You can easily discourage GHC from performing this inlining by placing a bang on the dict' binding,

!dict' <- M.fromList <$> replicateM n ((\(k:v:_) -> (k,v)) <$> words <$> getLine)

You were accomplishing this same end with your evaluate $ deepseq, but more "forcefully".

Indeed it is a bit unfortunate that GHC decides that this inlining is beneficial, but I'm not entirely sure how it could know otherwise.

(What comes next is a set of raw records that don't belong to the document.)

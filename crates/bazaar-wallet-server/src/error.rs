//! Translation of internal failures into the uniform client-facing shape.
//!
//! Every expected failure short-circuits the pipeline as an [`ApiError`] and
//! leaves the process as `{success: false, message}` with a stable status
//! code. Internal detail is logged server-side; the client body carries it
//! only in debug builds.

use actix_web::http::StatusCode;
use actix_web::{HttpRequest, HttpResponse, ResponseError};
use bazaar_wallet::{AuthError, AuthFailure, StoreError};
use thiserror::Error;

#[derive(Debug, Error)]
pub enum ApiError {
    #[error(transparent)]
    Auth(#[from] AuthError),

    /// Failed login attempt. Deliberately indistinguishable between unknown
    /// phone and wrong password.
    #[error("invalid phone or password")]
    InvalidCredentials,

    #[error("too many requests, retry in {retry_after_secs} seconds")]
    RateLimited { retry_after_secs: u64, limit: u32 },

    #[error("request body exceeds the allowed size")]
    PayloadTooLarge,

    #[error("request body must be JSON")]
    UnsupportedMediaType,

    #[error("invalid request payload: {0}")]
    InvalidPayload(String),

    /// Callback validation failed; carries every accumulated field reason.
    #[error("callback rejected: {}", .0.join("; "))]
    CallbackRejected(Vec<String>),

    /// Catch-all for faults outside the expected taxonomy. The detail is
    /// logged, never shown to production clients.
    #[error("internal server error")]
    Internal(String),
}

impl From<StoreError> for ApiError {
    fn from(e: StoreError) -> Self {
        ApiError::Internal(e.to_string())
    }
}

impl From<AuthFailure> for ApiError {
    fn from(e: AuthFailure) -> Self {
        match e {
            AuthFailure::Denied(e) => ApiError::Auth(e),
            AuthFailure::Registry(e) => e.into(),
        }
    }
}

impl ApiError {
    /// Client-facing message. Matches `Display` except for `Internal`, which
    /// exposes its detail only in debug builds.
    fn client_message(&self) -> String {
        match self {
            ApiError::Internal(detail) => {
                if cfg!(debug_assertions) {
                    format!("internal server error: {detail}")
                } else {
                    "internal server error".to_string()
                }
            }
            other => other.to_string(),
        }
    }
}

impl ResponseError for ApiError {
    fn status_code(&self) -> StatusCode {
        match self {
            ApiError::Auth(AuthError::Forbidden) => StatusCode::FORBIDDEN,
            ApiError::Auth(_) | ApiError::InvalidCredentials => StatusCode::UNAUTHORIZED,
            ApiError::RateLimited { .. } => StatusCode::TOO_MANY_REQUESTS,
            ApiError::PayloadTooLarge => StatusCode::PAYLOAD_TOO_LARGE,
            ApiError::UnsupportedMediaType
            | ApiError::InvalidPayload(_)
            | ApiError::CallbackRejected(_) => StatusCode::BAD_REQUEST,
            ApiError::Internal(_) => StatusCode::INTERNAL_SERVER_ERROR,
        }
    }

    fn error_response(&self) -> HttpResponse {
        let body = serde_json::json!({
            "success": false,
            "message": self.client_message(),
        });

        match self {
            ApiError::RateLimited {
                retry_after_secs,
                limit,
            } => HttpResponse::TooManyRequests()
                .insert_header(("Retry-After", retry_after_secs.to_string()))
                .insert_header(("X-RateLimit-Limit", limit.to_string()))
                .insert_header(("X-RateLimit-Remaining", "0"))
                .json(body),
            ApiError::Internal(detail) => {
                tracing::error!(detail = %detail, "internal error surfaced to client");
                HttpResponse::InternalServerError().json(body)
            }
            other => HttpResponse::build(other.status_code()).json(body),
        }
    }
}

/// Map actix JSON extraction failures into the taxonomy: oversized bodies to
/// 413, wrong content type to 400, everything else to an invalid payload.
pub fn json_error_handler(
    err: actix_web::error::JsonPayloadError,
    _req: &HttpRequest,
) -> actix_web::Error {
    use actix_web::error::JsonPayloadError;

    let api = match &err {
        JsonPayloadError::Overflow { .. } | JsonPayloadError::OverflowKnownLength { .. } => {
            ApiError::PayloadTooLarge
        }
        JsonPayloadError::ContentType => ApiError::UnsupportedMediaType,
        other => ApiError::InvalidPayload(other.to_string()),
    };
    api.into()
}

#[cfg(test)]
mod tests {
    use super::*;

    #[test]
    fn status_codes_match_taxonomy() {
        assert_eq!(
            ApiError::Auth(AuthError::TokenExpired).status_code(),
            StatusCode::UNAUTHORIZED
        );
        assert_eq!(
            ApiError::Auth(AuthError::SessionInvalid).status_code(),
            StatusCode::UNAUTHORIZED
        );
        assert_eq!(
            ApiError::Auth(AuthError::Forbidden).status_code(),
            StatusCode::FORBIDDEN
        );
        assert_eq!(
            ApiError::RateLimited {
                retry_after_secs: 60,
                limit: 100
            }
            .status_code(),
            StatusCode::TOO_MANY_REQUESTS
        );
        assert_eq!(
            ApiError::PayloadTooLarge.status_code(),
            StatusCode::PAYLOAD_TOO_LARGE
        );
        assert_eq!(
            ApiError::UnsupportedMediaType.status_code(),
            StatusCode::BAD_REQUEST
        );
        assert_eq!(
            ApiError::CallbackRejected(vec![]).status_code(),
            StatusCode::BAD_REQUEST
        );
        assert_eq!(
            ApiError::Internal("boom".into()).status_code(),
            StatusCode::INTERNAL_SERVER_ERROR
        );
    }

    #[test]
    fn callback_rejection_joins_reasons() {
        let err = ApiError::CallbackRejected(vec![
            "authority must be exactly 36 characters".to_string(),
            "status must be either OK or NOK".to_string(),
        ]);
        let message = err.to_string();
        assert!(message.contains("authority"));
        assert!(message.contains("status"));
    }

    #[test]
    fn rate_limited_response_carries_headers() {
        let err = ApiError::RateLimited {
            retry_after_secs: 42,
            limit: 100,
        };
        let resp = err.error_response();
        assert_eq!(resp.status(), StatusCode::TOO_MANY_REQUESTS);
        assert_eq!(resp.headers().get("Retry-After").unwrap(), "42");
        assert_eq!(resp.headers().get("X-RateLimit-Limit").unwrap(), "100");
        assert_eq!(resp.headers().get("X-RateLimit-Remaining").unwrap(), "0");
    }
}
impl UserStore for SqliteUserStore {
    fn find_user(&self, id: &str) -> Result<Option<User>, StoreError> {
        let conn = self.lock();
        Self::load_user(&conn, "id = ?1", id)
    }

    fn find_by_phone(&self, phone: &str) -> Result<Option<User>, StoreError> {
        let conn = self.lock();
        Self::load_user(&conn, "phone = ?1", phone)
    }

    fn verify_password(&self, user_id: &str, password: &str) -> Result<bool, StoreError> {
        let hash: Option<String> = {
            let conn = self.lock();
            conn.query_row(
                "SELECT password_hash FROM users WHERE id = ?1",
                [user_id],
                |row| row.get(0),
            )
            .optional()?
        };
        match hash {
            Some(hash) => password::verify_password(password, &hash),
            None => Ok(false),
        }
    }

    fn push_session(&self, user_id: &str, session: Session) -> Result<(), StoreError> {
        let conn = self.lock();
        conn.execute(
            "INSERT INTO sessions (user_id, token, issued_at, expires_at, is_active)
             VALUES (?1, ?2, ?3, ?4, ?5)",
            rusqlite::params![
                user_id,
                session.token,
                session.issued_at.timestamp(),
                session.expires_at.timestamp(),
                session.is_active as i64,
            ],
        )?;
        Ok(())
    }

    fn revoke_session(&self, user_id: &str, token: &str) -> Result<bool, StoreError> {
        let conn = self.lock();
        let changed = conn.execute(
            "UPDATE sessions SET is_active = 0 WHERE user_id = ?1 AND token = ?2",
            rusqlite::params![user_id, token],
        )?;
        Ok(changed > 0)
    }

    fn revoke_all_sessions(&self, user_id: &str) -> Result<usize, StoreError> {
        let conn = self.lock();
        let changed = conn.execute(
            "UPDATE sessions SET is_active = 0 WHERE user_id = ?1 AND is_active = 1",
            [user_id],
        )?;
        Ok(changed)
    }
}

#[cfg(test)]
mod tests {
    use super::*;

    fn ttl() -> Duration {
        Duration::from_secs(3600)
    }

    #[test]
    fn memory_store_roundtrip() {
        let store = MemoryUserStore::new();
        let id = store.create_user("09121234567", "hunter2", false).unwrap();

        let user = store.find_user(&id).unwrap().unwrap();
        assert_eq!(user.phone, "09121234567");
        assert!(!user.is_admin);
        assert!(user.sessions.is_empty());

        let by_phone = store.find_by_phone("09121234567").unwrap().unwrap();
        assert_eq!(by_phone.id, id);
        assert!(store.find_by_phone("09120000000").unwrap().is_none());
    }

    #[test]
    fn memory_store_password_check() {
        let store = MemoryUserStore::new();
        let id = store.create_user("09121234567", "hunter2", false).unwrap();
        assert!(store.verify_password(&id, "hunter2").unwrap());
        assert!(!store.verify_password(&id, "wrong").unwrap());
        assert!(!store.verify_password("missing", "hunter2").unwrap());
    }

    #[test]
    fn revoke_targets_one_session() {
        let store = MemoryUserStore::new();
        let id = store.create_user("09121234567", "pw-value-1", false).unwrap();
        store
            .push_session(&id, Session::new("token-a".into(), ttl()))
            .unwrap();
        store
            .push_session(&id, Session::new("token-b".into(), ttl()))
            .unwrap();

        assert!(store.revoke_session(&id, "token-a").unwrap());
        let user = store.find_user(&id).unwrap().unwrap();
        let now = Utc::now();
        assert!(user.current_session("token-a", now).is_none());
        assert!(user.current_session("token-b", now).is_some());
    }

    #[test]
    fn revoke_all_counts_active_only() {
        let store = MemoryUserStore::new();
        let id = store.create_user("09121234567", "pw-value-1", false).unwrap();
        store
            .push_session(&id, Session::new("token-a".into(), ttl()))
            .unwrap();
        store
            .push_session(&id, Session::new("token-b".into(), ttl()))
            .unwrap();
        store.revoke_session(&id, "token-a").unwrap();

        assert_eq!(store.revoke_all_sessions(&id).unwrap(), 1);
        assert_eq!(store.revoke_all_sessions(&id).unwrap(), 0);
    }

    #[test]
    fn expired_session_is_not_current() {
        let session = Session {
            token: "t".into(),
            issued_at: Utc::now() - chrono::Duration::hours(2),
            expires_at: Utc::now() - chrono::Duration::hours(1),
            is_active: true,
        };
        assert!(!session.is_current(Utc::now()));
    }

    #[test]
    fn sqlite_store_persists_sessions() {
        let dir = tempfile::tempdir().unwrap();
        let path = dir.path().join("registry.db");
        let path = path.to_str().unwrap();

        let id = {
            let store = SqliteUserStore::open(path).unwrap();
            let id = store.create_user("09121234567", "hunter2", true).unwrap();
            store
                .push_session(&id, Session::new("token-a".into(), ttl()))
                .unwrap();
            id
        };

        // Fresh handle — data must still be there.
        let store = SqliteUserStore::open(path).unwrap();
        let user = store.find_user(&id).unwrap().unwrap();
        assert!(user.is_admin);
        assert_eq!(user.sessions.len(), 1);
        assert!(user.current_session("token-a", Utc::now()).is_some());
        assert!(store.verify_password(&id, "hunter2").unwrap());
    }

    #[test]
    fn sqlite_sessions_keep_issue_order() {
        let dir = tempfile::tempdir().unwrap();
        let path = dir.path().join("registry.db");
        let store = SqliteUserStore::open(path.to_str().unwrap()).unwrap();
        let id = store.create_user("09121234567", "pw-value-1", false).unwrap();

        for name in ["first", "second", "third"] {
            store
                .push_session(&id, Session::new(name.into(), ttl()))
                .unwrap();
        }

        let user = store.find_user(&id).unwrap().unwrap();
        let tokens: Vec<_> = user.sessions.iter().map(|s| s.token.as_str()).collect();
        assert_eq!(tokens, vec!["first", "second", "third"]);
    }

    #[test]
    fn sqlite_revocation_flips_not_deletes() {
        let dir = tempfile::tempdir().unwrap();
        let path = dir.path().join("registry.db");
        let store = SqliteUserStore::open(path.to_str().unwrap()).unwrap();
        let id = store.create_user("09121234567", "pw-value-1", false).unwrap();
        store
            .push_session(&id, Session::new("token-a".into(), ttl()))
            .unwrap();

        assert!(store.revoke_session(&id, "token-a").unwrap());
        assert!(!store.revoke_session(&id, "token-missing").unwrap());

        let user = store.find_user(&id).unwrap().unwrap();
        // Entry survives with is_active = false.
        assert_eq!(user.sessions.len(), 1);
        assert!(!user.sessions[0].is_active);
    }
}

comment:5 Changed 4 years ago by bgamari

For the record, I concluded this by comparing the output of -ddump-simpl -dsuppress-all from the testcases compiled with -O1 with and without the evaluate $ deepseq. The delta in the Core produced in these two cases is extremely small and immediately reveals the problem (cutting out a few spurious differences),

  • .dump-simpl

    old new  
    296301            case x of _ { I# ww1 ->
    297302            case $wa @ (String, String) ww1 (lvl3 `cast` ...) ipv4
    298303            of _ { (# ipv6, ipv7 #) ->
     304            case seq#
     305                   @ (Map String String)
     306                   @ RealWorld
     307                   (let {
     308                      dict' :: Map String String
     309                      dict' = $sfromList @ [Char] ipv7 } in
     310                    case $fNFDataMap_$crnf
     311                           @ [Char] @ [Char] ($sforce3 `cast` ...) ($sforce3 `cast` ...) dict'
     312                    of _ { () ->
     313                    dict'
     314                    })
     315                   ipv6
     316            of _ { (# ipv8, ipv9 #) ->
    299317            case readEither6 @ Int (run @ Int lvl2 ipv5) of _ {
    300318              [] ->
    301319                case error
     
    315333                           ((\ (eta :: State# RealWorld) ->
    316334                               case wantReadableHandle_1
    317335                                      @ String hGetLine4 stdin (hGetLine2 `cast` ...) eta
    318                                of _ { (# ipv8, ipv9 #) ->
    319                                (# ipv8, $slookup1 @ [Char] ipv9 ($sfromList @ [Char] ipv7) #)
     336                               of _ { (# ipv10, ipv11 #) ->
     337                               (# ipv10, $slookup1 @ [Char] ipv11 ipv9 #)
    320338
Last edited 4 years ago by bgamari (previous) (diff)

comment:6 Changed 4 years ago by simonpj

This is another in the long chain of tickets involving the "state hack" and replicateM. See #1168 for a list and #9388 for ideas.

Sadly -fno-state-hack doesn't make any difference. Reason: the fmap for IO is begin called, and looks like

fmapIO = \f a s. case a s of
                   (r, s') -> (f r, s')

So if we have replicateM (fmapIO (g (expensive x)) getLine), we'll inline fmapIO to

replicateM (let f = g (expensive x)
            in \s. case getLine s of
                     (r, s') -> (f r, s'))

Now if that \s which come from fmapIO is treated as one-shot, we'll inline g (expensive x) inside; disaster.

The -fno-state-hack doesn't make any difference because Joachim arranged to persist one-shot-ness in interface files, so what matters is the setting in GHC.Base where fmapIO was defined.

Anyway that's the reason, and we have many examples of it. The right solution is sketched in #9388 but it needs someone to pick up the cudgels.